A recompose operation allows the administrator to preserve the persistent disk and all user data inside this disk while changing the OS base disk to a new base image + snapshot. This allows administrators to easily push out OS patches and new software to users. Because a new OS disk is created during a recompose, the clone is also re-customized during the recompose and a new snapshot is taken by View Manager once the customization completes.

Linked CLone Recompose operations are perhaps one the most IO intensive operations in the whole VMware View VDI cycle. It includes, creating new replica, re-linking this replica to all virtual desktops and then power on all virtual desktops.

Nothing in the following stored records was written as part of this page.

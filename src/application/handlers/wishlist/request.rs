//! RequestWishlistHandler - asks for the wishlist text in the next message.

use crate::application::context::BotContext;
use crate::application::errors::HandlerResult;
use crate::application::handlers::guards::require_private;
use crate::application::message::Message;
use crate::domain::dialog::Dialog;
use crate::ports::InfoNotice;

/// Handler for `/wishlist`. Leaves the chat awaiting the wishlist.
pub struct RequestWishlistHandler {
    ctx: BotContext,
}

impl RequestWishlistHandler {
    pub fn new(ctx: BotContext) -> Self {
        Self { ctx }
    }

    pub async fn handle(&self, message: &Message) -> HandlerResult {
        require_private(&message.chat)?;
        self.ctx
            .output
            .send_info(message.chat.id, InfoNotice::WaitingForWishlist)
            .await?;
        Ok(Some(Dialog::AwaitingWishlist))
    }
}
//! Fixtures for handler tests.

use std::sync::Arc;

use crate::adapters::{
    InMemoryEventRepository, InMemoryUserRepository, RecordingOutput, StaticChatAuthority,
};
use crate::application::context::BotContext;
use crate::application::message::{Chat, ClickRequest, Message};
use crate::domain::event::Event;
use crate::domain::foundation::{CallbackId, ChatId, EventId, MessageId, UserId};
use crate::domain::user::User;

/// A context backed by in-memory adapters, with handles to inspect them.
pub(crate) struct TestBot {
    pub users: Arc<InMemoryUserRepository>,
    pub events: Arc<InMemoryEventRepository>,
    pub output: Arc<RecordingOutput>,
    pub ctx: BotContext,
}

impl TestBot {
    pub fn new(users: Vec<User>, events: Vec<Event>) -> Self {
        Self::with_admins(users, events, [])
    }

    pub fn with_admins(
        users: Vec<User>,
        events: Vec<Event>,
        admins: impl IntoIterator<Item = UserId>,
    ) -> Self {
        let users = Arc::new(InMemoryUserRepository::with_users(users));
        let events = Arc::new(InMemoryEventRepository::with_events(events));
        let output = Arc::new(RecordingOutput::new());
        let ctx = BotContext::new(
            users.clone(),
            events.clone(),
            output.clone(),
            Arc::new(StaticChatAuthority::new(admins)),
        );
        Self {
            users,
            events,
            output,
            ctx,
        }
    }

    pub fn event(&self, chat: i64) -> Option<Event> {
        self.events.get(EventId::new(chat))
    }

    pub fn user(&self, id: i64) -> User {
        self.users.get(UserId::new(id)).expect("user is stored")
    }

    pub fn write_count(&self) -> usize {
        self.users.write_count() + self.events.write_count()
    }
}

/// A user whose private chat id equals their user id.
pub(crate) fn reachable_user(id: i64, name: &str) -> User {
    let mut user = User::new(UserId::new(id), name);
    user.bind_channel(ChatId::new(id));
    user
}

pub(crate) fn group(id: i64) -> Chat {
    Chat {
        id: ChatId::new(id),
        title: "Office".to_string(),
        private: false,
    }
}

pub(crate) fn private(id: i64) -> Chat {
    Chat {
        id: ChatId::new(id),
        title: "<unknown>".to_string(),
        private: true,
    }
}

pub(crate) fn message(from: &User, chat: Chat, text: &str) -> Message {
    Message {
        from: from.clone(),
        chat,
        text: text.to_string(),
        args: text.split_whitespace().skip(1).map(String::from).collect(),
    }
}

pub(crate) fn click(from: &User, chat: i64) -> ClickRequest {
    ClickRequest {
        id: CallbackId::new("cb-1"),
        from: from.clone(),
        chat: ChatId::new(chat),
        message: MessageId::new(7),
    }
}

/// A registering event in `chat` owned by the first of `members`, with all
/// of them joined. The members' active_events are updated in place.
pub(crate) fn event_with(chat: i64, members: &mut [User]) -> Event {
    let owner = members.first().map(User::id).unwrap_or(UserId::new(0));
    let mut event = Event::new(EventId::new(chat), "Office", owner);
    for member in members.iter_mut() {
        event.toggle_participant(member).expect("event is registering");
    }
    event
}
//! Application configuration module
//!
//! Configuration is loaded from environment variables with the `config` and
//! `dotenvy` crates. Keys use the `SECRET_SANTA` prefix and nested values are
//! separated by double underscores. Every value has a default.
//!
//! # Example
//!
//! ```no_run
//! use secret_santa_bot::config::AppConfig;
//!
//! let config = AppConfig::load().expect("Failed to load configuration");
//! config.validate().expect("Invalid configuration");
//!
//! println!("Storing data under {}", config.storage.root_dir.display());
//! ```

mod bot;
mod error;
mod logging;
mod storage;

pub use bot::BotConfig;
pub use error::{ConfigError, ValidationError};
pub use logging::{LogFormat, LoggingConfig};
pub use storage::StorageConfig;

use serde::Deserialize;

/// Root application configuration
#[derive(Debug, Clone, Default, Deserialize)]
pub struct AppConfig {
    /// Bot identity and administrators
    #[serde(default)]
    pub bot: BotConfig,

    /// Entity store location
    #[serde(default)]
    pub storage: StorageConfig,

    /// Log filter and format
    #[serde(default)]
    pub logging: LoggingConfig,
}

impl AppConfig {
    /// Load configuration from environment variables
    ///
    /// This function:
    /// 1. Loads `.env` file if present (for development)
    /// 2. Reads environment variables with `SECRET_SANTA` prefix
    /// 3. Uses `__` (double underscore) to separate nested values
    ///
    /// # Environment Variable Format
    ///
    /// - `SECRET_SANTA__BOT__NAME=MySantaBot` -> `bot.name = MySantaBot`
    /// - `SECRET_SANTA__BOT__ADMIN_IDS=13,14` -> `bot.admin_ids = "13,14"`
    /// - `SECRET_SANTA__STORAGE__ROOT_DIR=/var/lib/santa` -> `storage.root_dir`
    /// - `SECRET_SANTA__LOGGING__FORMAT=json` -> `logging.format = json`
    ///
    /// # Errors
    ///
    /// Returns `ConfigError` if values cannot be parsed into expected types.
    pub fn load() -> Result<Self, ConfigError> {
        dotenvy::dotenv().ok();

        let config = config::Config::builder()
            .add_source(
                config::Environment::default()
                    .prefix("SECRET_SANTA")
                    .separator("__"),
            )
            .build()?
            .try_deserialize()?;

        Ok(config)
    }

    /// Validate all configuration values
    ///
    /// # Errors
    ///
    /// Returns `ValidationError` if any configuration value is invalid.
    pub fn validate(&self) -> Result<(), ValidationError> {
        self.bot.validate()?;
        self.storage.validate()?;
        self.logging.validate()?;
        Ok(())
    }
}

#[cfg(test)]
mod tests {
    use super::*;
    use std::env;
    use std::path::Path;
    use std::sync::Mutex;

    // Mutex to ensure tests don't run in parallel (env vars are global)
    static ENV_MUTEX: Mutex<()> = Mutex::new(());

    fn clear_env() {
        env::remove_var("SECRET_SANTA__BOT__NAME");
        env::remove_var("SECRET_SANTA__BOT__ADMIN_IDS");
        env::remove_var("SECRET_SANTA__STORAGE__ROOT_DIR");
        env::remove_var("SECRET_SANTA__LOGGING__FORMAT");
    }

    #[test]
    fn test_defaults_without_environment() {
        let _guard = ENV_MUTEX.lock().unwrap();
        clear_env();
        let config = AppConfig::load().unwrap();

        assert_eq!(config.bot.name, "SecretSantaBot");
        assert_eq!(config.storage.root_dir, Path::new("./data"));
        assert_eq!(config.logging.format, LogFormat::Pretty);
        assert!(config.validate().is_ok());
    }

    #[test]
    fn test_load_from_environment() {
        let _guard = ENV_MUTEX.lock().unwrap();
        env::set_var("SECRET_SANTA__BOT__NAME", "OfficeSantaBot");
        env::set_var("SECRET_SANTA__BOT__ADMIN_IDS", "13,14");
        env::set_var("SECRET_SANTA__STORAGE__ROOT_DIR", "/tmp/santa");
        env::set_var("SECRET_SANTA__LOGGING__FORMAT", "json");
        let result = AppConfig::load();
        clear_env();

        let config = result.unwrap();
        assert_eq!(config.bot.name, "OfficeSantaBot");
        assert_eq!(config.bot.admins().unwrap().len(), 2);
        assert_eq!(config.storage.root_dir, Path::new("/tmp/santa"));
        assert_eq!(config.logging.format, LogFormat::Json);
    }

    #[test]
    fn test_validate_rejects_addressed_bot_name() {
        let _guard = ENV_MUTEX.lock().unwrap();
        env::set_var("SECRET_SANTA__BOT__NAME", "@OfficeSantaBot");
        let result = AppConfig::load();
        clear_env();

        let config = result.unwrap();
        assert_eq!(config.validate(), Err(ValidationError::InvalidBotName));
    }
}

During the recompose process for all 1100 virtual desktops the overall CPU utilization from both X-Bricks stayed bellow 17%.

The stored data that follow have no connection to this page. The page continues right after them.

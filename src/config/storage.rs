//! Entity store configuration

use serde::Deserialize;
use std::path::PathBuf;

use super::error::ValidationError;

/// Storage configuration
#[derive(Debug, Clone, Deserialize)]
pub struct StorageConfig {
    /// Directory holding the `users/` and `events/` partitions
    #[serde(default = "default_root_dir")]
    pub root_dir: PathBuf,
}

impl StorageConfig {
    /// Validate storage configuration
    pub fn validate(&self) -> Result<(), ValidationError> {
        if self.root_dir.as_os_str().is_empty() {
            return Err(ValidationError::MissingRequired("storage.root_dir"));
        }
        Ok(())
    }
}

impl Default for StorageConfig {
    fn default() -> Self {
        Self {
            root_dir: default_root_dir(),
        }
    }
}

fn default_root_dir() -> PathBuf {
    PathBuf::from("./data")
}
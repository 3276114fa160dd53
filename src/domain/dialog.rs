//! Pending multi-step conversations.

use serde::{Deserialize, Serialize};

/// What a chat's next message belongs to, when a command asked a follow-up
/// question.
#[derive(Debug, Clone, Copy, PartialEq, Eq, Hash, Serialize, Deserialize)]
#[serde(rename_all = "snake_case")]
pub enum Dialog {
    /// The next message is the caller's new wishlist. Empty text clears it.
    AwaitingWishlist,
}
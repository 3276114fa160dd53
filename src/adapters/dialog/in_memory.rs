//! Process-wide dialog store.

use std::collections::HashMap;
use std::sync::{Mutex, MutexGuard, PoisonError};

use crate::domain::dialog::Dialog;
use crate::domain::foundation::ChatId;
use crate::ports::DialogStore;

/// In-memory [`DialogStore`]. Pending dialogs are lost on restart.
#[derive(Debug, Default)]
pub struct InMemoryDialogStore {
    dialogs: Mutex<HashMap<ChatId, Dialog>>,
}

impl InMemoryDialogStore {
    pub fn new() -> Self {
        Self::default()
    }

    /// Number of chats with a pending dialog.
    pub fn len(&self) -> usize {
        self.lock().len()
    }

    pub fn is_empty(&self) -> bool {
        self.lock().is_empty()
    }

    fn lock(&self) -> MutexGuard<'_, HashMap<ChatId, Dialog>> {
        self.dialogs.lock().unwrap_or_else(PoisonError::into_inner)
    }
}

impl DialogStore for InMemoryDialogStore {
    fn get(&self, chat: ChatId) -> Option<Dialog> {
        self.lock().get(&chat).copied()
    }

    fn set(&self, chat: ChatId, dialog: Dialog) {
        self.lock().insert(chat, dialog);
    }

    fn clear(&self, chat: ChatId) {
        self.lock().remove(&chat);
    }
}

  • During the simulated tests in lab the XtremeIO X-Bricks never came close to it’s saturation limit. In fact, all 1100 virtual desktops along will all linked clone operations could be satisfied by a single X-Brick unit.
  • The customer running those tests estimates that a single X-Brick would be to satisfy the capacity and IO performance requirements for 2,200 virtual desktops. Please pay attention here, because your mileage may vary depending on the type of workload and use case.
  • During the tests at many instances the VMware vCenter and View Composer were the bottlenecks, limiting the maximum number of simultaneous operations.

It’s is clear to me that XtremeIO has horse power for the most demanding workloads and it’s ability to provide in-line block de-duplication can considerable reduce the capacity footprint required for some, most identical workloads.

As for VDI it certainly solves the performance challenge, but if the cost/performance doesn’t make it cheaper than buying other solutions I am not so sure we will see adoption of the XtremeIO solution in large-scale.

The way I see the industry moving ahead I tend to believe that a mix between local PCIe host cards or point solutions such as Atlantis ILIO will be doing the heavy IO lift, while less powerful storage solutions provide the required capacity. Another very interesting approach for VDI are Google File System (GFS) like appliances with distributed storage, such as Nutanix and VMware Distributed Storage.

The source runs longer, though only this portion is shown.